Il Quijote del Teatro Nucleo (foto di Hannette Höfer)

Ferrara ha appena digerito la sbornia da notte bianca. Una festa in tono forse minore rispetto a quella che due anni fa le valse il primato in Italia tra le città seguaci della moda parigina (prima ancora di Roma, infatti, la città estense aveva fatto sua, al di qua delle Alpi, la tradizione della festa del solstizio lunga un’intera notte). Meno eventi e meno artisti di spicco. Sono mancati Ottavia Piccolo che leggeva l’Orlando Furioso (ahimè non le Satire) dell’Ariosto, i duetti di strada tra attori che di un metro quadrato facevano palcoscenico (penso a Gaia Benassi e Francesca Fava ai piedi del Savonarola), le letture di versi nostrani negli angoli della città (qui forse c’è un motivo…).
Sì, qualcosa è mancato. Ma qualche altra si è aggiunta. In un lembo di asfalto di Largo Castello, custode un semaforo a luce intermittente arancione per l’ora tarda, è tornato uno di quegli spettacoli nati “in un borgo della Mancha, di cui non voglio ricordarmi il nome”.

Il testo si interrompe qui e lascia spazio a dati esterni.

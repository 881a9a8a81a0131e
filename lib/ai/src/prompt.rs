//! Prompt template registry.
//!
//! Templates use `{{variable}}` placeholders. The standard registry carries
//! the prompts used by the FlowMentor activities.

use crate::backend::GenerationRequest;
use crate::error::PromptError;
use serde::{Deserialize, Serialize};
use serde_json::Value as JsonValue;
use std::collections::{BTreeMap, HashMap};

/// Template used to ask for day-plan micro tips.
pub const DAY_PLAN_TIPS: &str = "day_plan_tips";
/// Template used to summarize a daily reflection.
pub const DAILY_SUMMARY: &str = "daily_summary";
/// Template used to justify weekly micro-goals.
pub const MICRO_GOALS: &str = "micro_goals";

const COACH_SYSTEM_PROMPT: &str =
    "You are FlowMentor, a calm productivity coach. Answer with short, concrete sentences.";

/// A prompt template.
#[derive(Debug, Clone, Serialize, Deserialize)]
pub struct PromptTemplate {
    /// Template name (used for lookup).
    pub name: String,
    /// Template content with placeholders.
    pub content: String,
    /// Optional system prompt.
    pub system_prompt: Option<String>,
    /// Variable definitions (name -> definition).
    pub variables: BTreeMap<String, VariableDefinition>,
}

/// Definition of a template variable.
#[derive(Debug, Clone, Serialize, Deserialize)]
pub struct VariableDefinition {
    /// Description of what this variable is for.
    pub description: String,
    /// Whether this variable is required.
    pub required: bool,
    /// Default value if not provided.
    pub default: Option<JsonValue>,
}

impl VariableDefinition {
    /// Creates a required variable definition.
    #[must_use]
    pub fn required(description: impl Into<String>) -> Self {
        Self {
            description: description.into(),
            required: true,
            default: None,
        }
    }

    /// Creates an optional variable definition.
    #[must_use]
    pub fn optional(description: impl Into<String>) -> Self {
        Self {
            description: description.into(),
            required: false,
            default: None,
        }
    }

    /// Sets a default value.
    #[must_use]
    pub fn with_default(mut self, default: JsonValue) -> Self {
        self.default = Some(default);
        self
    }
}

impl PromptTemplate {
    /// Creates a new prompt template.
    #[must_use]
    pub fn new(name: impl Into<String>, content: impl Into<String>) -> Self {
        Self {
            name: name.into(),
            content: content.into(),
            system_prompt: None,
            variables: BTreeMap::new(),
        }
    }

    /// Sets the system prompt.
    #[must_use]
    pub fn with_system_prompt(mut self, system: impl Into<String>) -> Self {
        self.system_prompt = Some(system.into());
        self
    }

    /// Adds a variable definition.
    #[must_use]
    pub fn with_variable(
        mut self,
        name: impl Into<String>,
        definition: VariableDefinition,
    ) -> Self {
        self.variables.insert(name.into(), definition);
        self
    }

    /// Renders the template, substituting `{{name}}` placeholders.
    ///
    /// Placeholders without a supplied value fall back to the variable's
    /// default; anything still unresolved is left in place.
    #[must_use]
    pub fn render(&self, variables: &HashMap<String, JsonValue>) -> String {
        let mut result = self.content.clone();

        for (name, value) in variables {
            result = result.replace(&placeholder(name), &plain_text(value));
        }

        for (name, def) in &self.variables {
            let placeholder = placeholder(name);
            if let Some(default) = &def.default
                && result.contains(&placeholder)
            {
                result = result.replace(&placeholder, &plain_text(default));
            }
        }

        result
    }

    /// Validates that all required variables are provided.
    ///
    /// # Errors
    ///
    /// Returns the names of the missing variables.
    pub fn validate_variables(
        &self,
        variables: &HashMap<String, JsonValue>,
    ) -> Result<(), PromptError> {
        let missing: Vec<String> = self
            .variables
            .iter()
            .filter(|(_, def)| def.required && def.default.is_none())
            .filter(|(name, _)| !variables.contains_key(*name))
            .map(|(name, _)| name.clone())
            .collect();

        if missing.is_empty() {
            Ok(())
        } else {
            Err(PromptError::MissingVariables {
                template: self.name.clone(),
                variables: missing,
            })
        }
    }
}

fn placeholder(name: &str) -> String {
    format!("{{{{{name}}}}}")
}

fn plain_text(value: &JsonValue) -> String {
    match value {
        JsonValue::String(s) => s.clone(),
        JsonValue::Array(items) => items
            .iter()
            .map(plain_text)
            .collect::<Vec<_>>()
            .join("; "),
        other => other.to_string(),
    }
}

/// Registry of prompt templates.
#[derive(Debug, Clone, Default)]
pub struct PromptRegistry {
    templates: HashMap<String, PromptTemplate>,
}

impl PromptRegistry {
    /// Creates a new empty registry.
    #[must_use]
    pub fn new() -> Self {
        Self {
            templates: HashMap::new(),
        }
    }

    /// Creates a registry holding the FlowMentor activity prompts.
    #[must_use]
    pub fn standard() -> Self {
        let mut registry = Self::new();

        registry.register(
            PromptTemplate::new(
                DAY_PLAN_TIPS,
                "The user's energy today is {{energy_level}}/5. Their priorities are: \
                 {{priorities}}. Morning note: {{morning_reflection}}. \
                 Give three one-line tips for the day.",
            )
            .with_system_prompt(COACH_SYSTEM_PROMPT)
            .with_variable("energy_level", VariableDefinition::required("Energy from 1 to 5"))
            .with_variable("priorities", VariableDefinition::required("Priorities for today"))
            .with_variable(
                "morning_reflection",
                VariableDefinition::optional("Free-form morning note")
                    .with_default(JsonValue::String("none".to_string())),
            ),
        );

        registry.register(
            PromptTemplate::new(
                DAILY_SUMMARY,
                "Summarize this day in two sentences. Completed {{completed_blocks}} of \
                 {{total_blocks}} focus blocks, productivity {{overall_productivity}}/5. \
                 Wins: {{wins}}. Challenges: {{challenges}}. Reflection: {{reflection_text}}",
            )
            .with_system_prompt(COACH_SYSTEM_PROMPT)
            .with_variable("completed_blocks", VariableDefinition::required("Blocks done"))
            .with_variable("total_blocks", VariableDefinition::required("Blocks planned"))
            .with_variable(
                "overall_productivity",
                VariableDefinition::required("Self-rated productivity"),
            )
            .with_variable("wins", VariableDefinition::optional("Wins of the day"))
            .with_variable("challenges", VariableDefinition::optional("Challenges of the day"))
            .with_variable(
                "reflection_text",
                VariableDefinition::optional("Free-form reflection")
                    .with_default(JsonValue::String(String::new())),
            ),
        );

        registry.register(
            PromptTemplate::new(
                MICRO_GOALS,
                "Last week the user completed {{completion_rate}}% of planned focus blocks \
                 with average productivity {{average_productivity}}/5. Recurring \
                 challenges: {{recurring_challenges}}. Explain in one sentence why a small \
                 goal for next week would help.",
            )
            .with_system_prompt(COACH_SYSTEM_PROMPT)
            .with_variable("completion_rate", VariableDefinition::required("Completion %"))
            .with_variable(
                "average_productivity",
                VariableDefinition::required("Average productivity"),
            )
            .with_variable(
                "recurring_challenges",
                VariableDefinition::optional("Challenges seen more than once")
                    .with_default(JsonValue::String("none recorded".to_string())),
            ),
        );

        registry
    }

    /// Registers a template.
    pub fn register(&mut self, template: PromptTemplate) {
        self.templates.insert(template.name.clone(), template);
    }

    /// Gets a template by name.
    #[must_use]
    pub fn get(&self, name: &str) -> Option<&PromptTemplate> {
        self.templates.get(name)
    }

    /// Builds a generation request from a named template.
    ///
    /// # Errors
    ///
    /// Returns an error if the template is unknown or a required variable is
    /// missing.
    pub fn request(
        &self,
        name: &str,
        variables: &HashMap<String, JsonValue>,
    ) -> Result<GenerationRequest, PromptError> {
        let template = self.get(name).ok_or_else(|| PromptError::TemplateNotFound {
            name: name.to_string(),
        })?;
        template.validate_variables(variables)?;

        let mut request = GenerationRequest::new(template.render(variables)).with_template(name);
        if let Some(system) = &template.system_prompt {
            request = request.with_system(system.clone());
        }
        Ok(request)
    }

    /// Returns the number of registered templates.
    #[must_use]
    pub fn len(&self) -> usize {
        self.templates.len()
    }

    /// Returns whether the registry is empty.
    #[must_use]
    pub fn is_empty(&self) -> bool {
        self.templates.is_empty()
    }
}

È il “Quijote!”, il Don Chisciotte della Mancha, con quel punto esclamativo in più che rappresenta la forza con cui si parla alla gente. Alla gente di strada, alla quale il teatro, fin dalla sua nascita, appartiene. È il Quijote del Teatro Nucleo, la compagnia ormai trentennale che dall’Argentina ha scelto Ferrara come sua sede d’elezione.
È stato il Quijote il brano più significativo del libro che Ferrara ha voluto aprire sulla pagina notturna del 18 giugno. Identico a se stesso da quindici anni e capace di coinvolgere ancora, come il romanzo di Cervantes è in grado di fare da quattro secoli (il primo Don Chisciotte risale proprio al 1605).
Tommaso Cecial, il baccelliere Sansone Carrasco, Donna Rodriguez, Dulcinea del Toboso, Don Diego, e naturalmente Don Chisciotte e Sancio Panza, prendono forma di giocolieri e ballerini, in mezzo a giochi pirotecnici e scenografie che sembrano veramente il sogno di un pazzo. Allora delle pecore possono davvero diventare un esercito di mori, Dulcinea l’imperatrice della Mancha, dei mulini a vento giganti smisurati e la catinella d’ottone di un barbiere il famoso elmo di Mambrino.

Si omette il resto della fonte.